Aim of the exercise. Each line below that holds the word "caller" counts once. Say how many such lines there are, and no more.

************

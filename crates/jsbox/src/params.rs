//! Per-isolate startup configuration.

/// Configuration applied when an isolate is created.
///
/// ```
/// use jsbox::IsolateStartupParameters;
///
/// let params = IsolateStartupParameters::new().with_max_heap_bytes(64 * 1024 * 1024);
/// assert_eq!(params.max_heap_bytes(), 64 * 1024 * 1024);
/// ```
#[derive(Debug, Clone, Copy, Default, PartialEq, Eq)]
pub struct IsolateStartupParameters {
    max_heap_bytes: u64,
}

impl IsolateStartupParameters {
    /// Parameters with every option at its default.
    pub fn new() -> Self {
        Self::default()
    }

    /// Set the soft heap ceiling in bytes. Zero selects the helper default.
    ///
    /// The value is passed to the helper verbatim; the helper rounds it to
    /// its own allocation granularity.
    pub fn with_max_heap_bytes(mut self, bytes: u64) -> Self {
        self.max_heap_bytes = bytes;
        self
    }

    /// The configured heap ceiling in bytes (0 = helper default).
    pub fn max_heap_bytes(&self) -> u64 {
        self.max_heap_bytes
    }

    /// Whether a heap cap other than the default was requested.
    pub fn has_heap_cap(&self) -> bool {
        self.max_heap_bytes != 0
    }
}
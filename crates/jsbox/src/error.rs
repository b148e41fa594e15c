//! Error types for the jsbox sandbox service.

use thiserror::Error;

use crate::features::Feature;

/// Errors surfaced by sandbox, isolate and evaluation operations.
///
/// The first four variants are the terminal failure kinds of an
/// [`Evaluation`](crate::Evaluation). The programmer-error variants are
/// returned synchronously from misused operations.
#[derive(Debug, Error)]
#[non_exhaustive]
pub enum SandboxError {
    /// The script threw, or the promise it returned was rejected.
    #[error("evaluation failed: {message}")]
    EvaluationFailed {
        /// Textual form of the thrown value.
        message: String,
    },

    /// This evaluation pushed its isolate over the heap limit.
    #[error("isolate memory limit exceeded")]
    MemoryLimitExceeded,

    /// The owning isolate died (out of memory, termination or helper fault).
    #[error("isolate terminated")]
    IsolateTerminated,

    /// The sandbox died or was closed.
    #[error("sandbox dead")]
    SandboxDead,

    /// Another sandbox currently holds the helper process binding.
    #[error("a sandbox is already bound to the helper process")]
    AlreadyBound,

    /// An operation was invoked on a closed object.
    #[error("illegal state: {0}")]
    IllegalState(String),

    /// The operation depends on a feature the helper did not advertise.
    #[error("feature not supported by the sandbox: {0}")]
    FeatureUnsupported(Feature),

    /// A caller-supplied argument was rejected.
    #[error("invalid argument: {0}")]
    InvalidArgument(String),

    /// A caller-imposed wait elapsed.
    #[error("timed out after {timeout_ms}ms")]
    Timeout {
        /// The timeout that elapsed, in milliseconds.
        timeout_ms: u64,
    },

    /// The channel to the helper failed while connecting.
    #[error("transport error: {0}")]
    Transport(#[from] std::io::Error),

    /// Generic failure spawning or talking to the helper.
    #[error("sandbox execution failed: {0}")]
    Execution(#[from] anyhow::Error),
}

impl SandboxError {
    /// Returns a static error code string for programmatic matching.
    pub fn code(&self) -> &'static str {
        match self {
            Self::EvaluationFailed { .. } => "EVALUATION_FAILED",
            Self::MemoryLimitExceeded => "MEMORY_LIMIT_EXCEEDED",
            Self::IsolateTerminated => "ISOLATE_TERMINATED",
            Self::SandboxDead => "SANDBOX_DEAD",
            Self::AlreadyBound => "ALREADY_BOUND",
            Self::IllegalState(_) => "ILLEGAL_STATE",
            Self::FeatureUnsupported(_) => "FEATURE_UNSUPPORTED",
            Self::InvalidArgument(_) => "INVALID_ARGUMENT",
            Self::Timeout { .. } => "TIMEOUT",
            Self::Transport(_) => "TRANSPORT",
            Self::Execution(_) => "INTERNAL",
        }
    }

    /// Whether this error signals misuse of the API rather than a runtime failure.
    pub fn is_programmer_error(&self) -> bool {
        matches!(
            self,
            Self::AlreadyBound
                | Self::IllegalState(_)
                | Self::FeatureUnsupported(_)
                | Self::InvalidArgument(_)
        )
    }

    /// Whether the isolate that produced this error can still be used.
    ///
    /// Only a plain evaluation failure leaves the isolate live.
    pub fn isolate_usable(&self) -> bool {
        matches!(self, Self::EvaluationFailed { .. })
    }
}

#[cfg(test)]
mod tests {
    use super::*;

    #[test]
    fn already_bound_message_is_recognisable() {
        let msg = SandboxError::AlreadyBound.to_string();
        assert!(msg.contains("already bound"), "got: {msg}");
    }

    #[test]
    fn codes_are_distinct_for_terminal_kinds() {
        let codes = [
            SandboxError::EvaluationFailed {
                message: "x".into(),
            }
            .code(),
            SandboxError::MemoryLimitExceeded.code(),
            SandboxError::IsolateTerminated.code(),
            SandboxError::SandboxDead.code(),
        ];
        let unique: std::collections::HashSet<_> = codes.iter().collect();
        assert_eq!(unique.len(), codes.len());
    }

    #[test]
    fn programmer_errors_are_classified() {
        assert!(SandboxError::IllegalState("closed".into()).is_programmer_error());
        assert!(SandboxError::AlreadyBound.is_programmer_error());
        assert!(SandboxError::FeatureUnsupported(Feature::WasmCompilation).is_programmer_error());
        assert!(!SandboxError::SandboxDead.is_programmer_error());
        assert!(!SandboxError::IsolateTerminated.is_programmer_error());
    }

    #[test]
    fn only_evaluation_failure_keeps_isolate_usable() {
        assert!(SandboxError::EvaluationFailed {
            message: "boom".into()
        }
        .isolate_usable());
        assert!(!SandboxError::MemoryLimitExceeded.isolate_usable());
        assert!(!SandboxError::IsolateTerminated.isolate_usable());
        assert!(!SandboxError::SandboxDead.isolate_usable());
    }

    #[test]
    fn evaluation_failure_carries_message() {
        let err = SandboxError::EvaluationFailed {
            message: "Uncaught Error: X".into(),
        };
        assert!(err.to_string().contains("Uncaught Error: X"));
    }
}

************

Response below. 2